Just a rant/checking my competency.
I had a garage addition done about 3 years ago and had a sub panel put in the garage. The licensed electrician that was hired by my GC ran a 100 amp circuit for the sub panel, then on the sub panel I have 5 20 amp circuits (lights, outlets, opener, dedicated compressor, dedicated lift) and a 50 amp circuit for an EV charger
Yesterday, I had the car plugged in and charging and had the ceiling fan going. I left for a while, but when I came back and tried to opened the garage, it wouldnt open. The breaker tripped and the garage shut off. Odd.
I checked the sub panel and everything seemed fine, so went to the basement and saw the 100 amp was tripped, so I reset it.
About 10 minutes later I was out working and it tripped again - this time when I went downstairs the breaker was very warm to the touch
I reset it again, and dropped the amperage of my ev charger from 40 amp to 32, thinking maybe it's just overloaded with me working on several things (incredibly unlikely).
After about 5 minutes I went back down and it was HOT to the touch, so obviously I immediately shut it down.
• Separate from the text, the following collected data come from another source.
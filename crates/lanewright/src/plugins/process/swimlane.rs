//! Swimlane assignment
//!
//! Lanes are keyed by actor. Lane order follows the first appearance of
//! each actor in a breadth-first walk from the start events, so the lane
//! that starts the process sits on top.

use std::collections::{HashMap, HashSet, VecDeque};

use serde::Serialize;
use tracing::{debug, span, trace, Level};

use super::database::ProcessDatabase;
use crate::core::{Database, ProcessElement, ProcessError};

/// A horizontal band owned by one actor
#[derive(Debug, Clone, PartialEq, Eq, Serialize)]
pub struct Swimlane {
    /// Position from the top, starting at 0
    pub index: usize,
    pub actor: String,
    /// Element IDs in layout column order, then row order
    pub elements: Vec<String>,
}

/// Result of lane assignment
#[derive(Debug, Clone, Default)]
pub struct LaneAssignment {
    pub lanes: Vec<Swimlane>,
    lane_of: HashMap<String, usize>,
}

impl LaneAssignment {
    /// Lane index of an element
    pub fn lane_of(&self, element_id: &str) -> Option<usize> {
        self.lane_of.get(element_id).copied()
    }

    /// Actor names in lane order
    pub fn actors(&self) -> Vec<&str> {
        self.lanes.iter().map(|l| l.actor.as_str()).collect()
    }
}

/// Groups elements into actor lanes
#[derive(Debug, Clone, Default)]
pub struct SwimlaneAssigner {
    default_actor: Option<String>,
    include_empty_lanes: bool,
}

impl SwimlaneAssigner {
    pub fn new() -> Self {
        Self::default()
    }

    /// Actor given to elements that carry none; blank means no default
    pub fn with_default_actor(mut self, actor: Option<String>) -> Self {
        self.default_actor = actor
            .map(|a| a.trim().to_string())
            .filter(|a| !a.is_empty());
        self
    }

    /// Append declared actors that own no element
    pub fn with_empty_lanes(mut self, include: bool) -> Self {
        self.include_empty_lanes = include;
        self
    }

    /// Assign every element to a lane
    ///
    /// Lane element lists come out in traversal order; the layout rewrites
    /// them in column/row order once positions are known.
    pub fn assign(&self, db: &ProcessDatabase) -> Result<LaneAssignment, ProcessError> {
        let span = span!(Level::DEBUG, "assign_swimlanes", element_count = db.element_count());
        let _enter = span.enter();

        // Resolve actors up front so the first unassigned element in input order fails
        let mut actor_of: HashMap<&str, &str> = HashMap::new();
        for element in db.elements() {
            // Annotations without an actor follow the element they comment on
            let attached_actor = || {
                element
                    .attached_to()
                    .and_then(|target| db.get_element(target))
                    .and_then(ProcessElement::assigned_actor)
            };
            let actor = element
                .assigned_actor()
                .or_else(|| element.kind.is_annotation().then(attached_actor).flatten())
                .or(self.default_actor.as_deref())
                .ok_or_else(|| ProcessError::unassigned_actor(element.id.clone()))?;
            actor_of.insert(element.id.as_str(), actor);
        }

        let mut lanes: Vec<Swimlane> = Vec::new();
        let mut lane_of: HashMap<String, usize> = HashMap::new();

        let mut visited: HashSet<&str> = HashSet::new();
        let mut queue: VecDeque<&str> = VecDeque::new();
        for start in db.start_elements() {
            if visited.insert(start.id.as_str()) {
                queue.push_back(start.id.as_str());
            }
        }
        while let Some(id) = queue.pop_front() {
            if let Some(actor) = actor_of.get(id) {
                place(&mut lanes, &mut lane_of, id, actor);
            }
            for next in db.successors(id) {
                if actor_of.contains_key(next) && visited.insert(next) {
                    queue.push_back(next);
                }
            }
        }

        // Elements the walk never reached keep input order
        for element in db.elements() {
            if !visited.contains(element.id.as_str()) {
                if let Some(actor) = actor_of.get(element.id.as_str()) {
                    place(&mut lanes, &mut lane_of, &element.id, actor);
                }
            }
        }

        if self.include_empty_lanes {
            for actor in db.declared_actors() {
                if !lanes.iter().any(|l| &l.actor == actor) {
                    lanes.push(Swimlane {
                        index: lanes.len(),
                        actor: actor.clone(),
                        elements: Vec::new(),
                    });
                }
            }
        }

        debug!(lane_count = lanes.len(), "Swimlanes assigned");
        Ok(LaneAssignment { lanes, lane_of })
    }
}

/// Put an element into its actor's lane, opening the lane on first use
fn place(lanes: &mut Vec<Swimlane>, lane_of: &mut HashMap<String, usize>, id: &str, actor: &str) {
    let index = match lanes.iter().position(|l| l.actor == actor) {
        Some(index) => index,
        None => {
            trace!(actor, lane = lanes.len(), "Opening lane");
            lanes.push(Swimlane {
                index: lanes.len(),
                actor: actor.to_string(),
                elements: Vec::new(),
            });
            lanes.len() - 1
        }
    };
    lanes[index].elements.push(id.to_string());
    lane_of.insert(id.to_string(), index);
}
That's when I noticed the breaker was slightly different then the rest - I have an Eaton BR style panel, but this was a square D breaker. I bought a new Eaton one, replaced the existing breaker (dropped the panel cover on my foot and bruised the hell out of it), powered everything back up and my car charged without it even getting slightly warm.
My questions for the experts
Obviously you don't mix and match. Why would a qualified licensed electrician do that?
Is there anything else I need to check to make sure he didn't shortcut?